HISTÓRICO
Calculada indignación
Pascual Gaviria | Publicado el 01 de agosto de 2008
Colombia lleva veinticinco años repitiendo su lamento por el estigma del narcotráfico sobre el honor de su escudo y la espalda de sus embajadores, sus turistas y sus emigrantes. La indignación se renueva con el estreno de cada película con exportadores como protagonistas, con el gesto burlón en la nariz de una celebridad o con una canción donde la cocaína y Colombia comparten estrofa. Es normal entonces ver al Canciller colombiano argumentando contra la maldad de un coro contagioso.

Tarde que temprano la conciencia llorona de ser víctima se convierte en resentimiento y torpeza. Así que al estigma de narcotraficantes que nos llega desde afuera hemos comenzado a responder con el estigma de drogadictos para quienes nos visitan. Hace una semana el Canal Caracol presentó con los bombos del suspenso y los platillos del escándalo un informe especial titulado "La ruta del vicio ¿un plan turístico?". El tono era de fingida sorpresa y de permanente condena moral. Todos los visitantes se convertían en sospechosos de aprovechar nuestras desgracias para encontrar unas vacaciones excitantes. En un extremo estaban los periodistas como guardianes del dolor nacional y en el otro los drogadictos extranjeros como una horda frívola e inconsciente. Un aire de xenofobia alimentaba las pretensiones del gran descubrimiento periodístico. "Hemos comprobado que muchos turistas vienen atraídos por los procesos de producción de cocaína y, cómo no, por el producto mismo". Los locutores se dolían de las preferencias de los extranjeros por las cocinas de coca y su desdén por los trapiches o los beneficiaderos de café.

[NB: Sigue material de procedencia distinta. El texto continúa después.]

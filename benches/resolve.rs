use bucketry::{interval, profiles, EpochMillis, Fidelity, Resolver, TimeRange};
use criterion::{black_box, criterion_group, criterion_main, BenchmarkId, Criterion};

/// Benchmark a raw ladder lookup (hot path on every chart render)
fn bench_ladder_lookup(c: &mut Criterion) {
    let ladder = profiles::ladder(Fidelity::Issues);

    c.bench_function("ladder_lookup", |b| {
        b.iter(|| ladder.interval_for(black_box(10_080)));
    });
}

/// Benchmark lookups across range lengths on every profile
fn bench_ladder_by_profile(c: &mut Criterion) {
    let mut group = c.benchmark_group("ladder_by_profile");

    for fidelity in Fidelity::ALL {
        let ladder = profiles::ladder(fidelity);
        group.bench_with_input(BenchmarkId::from_parameter(fidelity), &fidelity, |b, _| {
            b.iter(|| {
                for minutes in [0i64, 60, 1_440, 20_160, 86_400] {
                    black_box(ladder.interval_for(black_box(minutes)));
                }
            });
        });
    }
    group.finish();
}

/// Benchmark period parsing plus dispatch
fn bench_period_interval(c: &mut Criterion) {
    let range = TimeRange::period("14d");

    c.bench_function("period_interval", |b| {
        b.iter(|| interval(black_box(&range), Fidelity::Medium));
    });
}

/// Benchmark absolute-range resolution through a Resolver
fn bench_absolute_resolve(c: &mut Criterion) {
    let resolver = Resolver::default();
    let range = TimeRange::absolute(
        EpochMillis::from_secs(1_700_000_000),
        EpochMillis::from_secs(1_700_000_000 + 7 * 86_400),
    );

    c.bench_function("absolute_resolve", |b| {
        b.iter(|| resolver.resolve(black_box(&range), Fidelity::Spans));
    });
}

criterion_group!(
    benches,
    bench_ladder_lookup,
    bench_ladder_by_profile,
    bench_period_interval,
    bench_absolute_resolve,
);
criterion_main!(benches);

La gran primicia del Canal Caracol tiene treinta años largos de historia. Durante su viaje a la Sierra Nevada de Santa Marta en los años setenta, el antropólogo británico Wade Davis describe con naturalidad a los turistas en busca de la gastronomía local: "Aquí vienen muchos tipos raros cuando caen en la cuenta de que pueden volar a Colombia por el precio de un par de gramos de coca en Estados Unidos". El punto más alto del prejuicio contra los extranjeros alentado por la primicia de Caracol se presentó en 1995 con la muerte del italiano Giacomo Turra. La justicia militar colombiana habló de sobredosis mientras la demanda interpuesta ante la Corte Interamericana prefiere la hipótesis de una sobredosis de palo de los policías que lo atendieron. Además de insensibles los drogadictos extranjeros resultaron delicados.

Es lógico que el efectismo del especial de Caracol TV convenza a una tropa de gazmoños militantes y a un club de madres de familia atemorizadas. Y que algunos taxistas coléricos se sumen a esa bonita cruzada. Y tristemente, es lógico que Álvaro Uribe ejercite su populismo santurrón y frunza el ceño ante semejantes evidencias. A propósito del programa el Presidente habló de sus preocupaciones como padre de familia y aprovechó para impulsar su quinto intento de penalización a la dosis mínima. En ocasiones uno quisiera que Álvaro Uribe abdicara de su trono de padre inflexible -el preferido de sus papeles- y fingiera ser un presidente con niveles de raciocinio más complejos a los habituales en las juntas escolares. Es muy triste que el Presidente haya escogido el más sensible de los problemas nacionales para el más barato de sus proselitismos. Mientras parece que por fin el congreso de Estados Unidos debatirá un asunto cercano a la despenalización, el "padre nuestro" anda diciendo que no penalizar a los consumidores de la dosis mínima es una "negligencia pequeño burguesa". Y saber que es posible que falten seis años para zafarnos de su patria potestad. Será resignarnos en la compañía de un porro.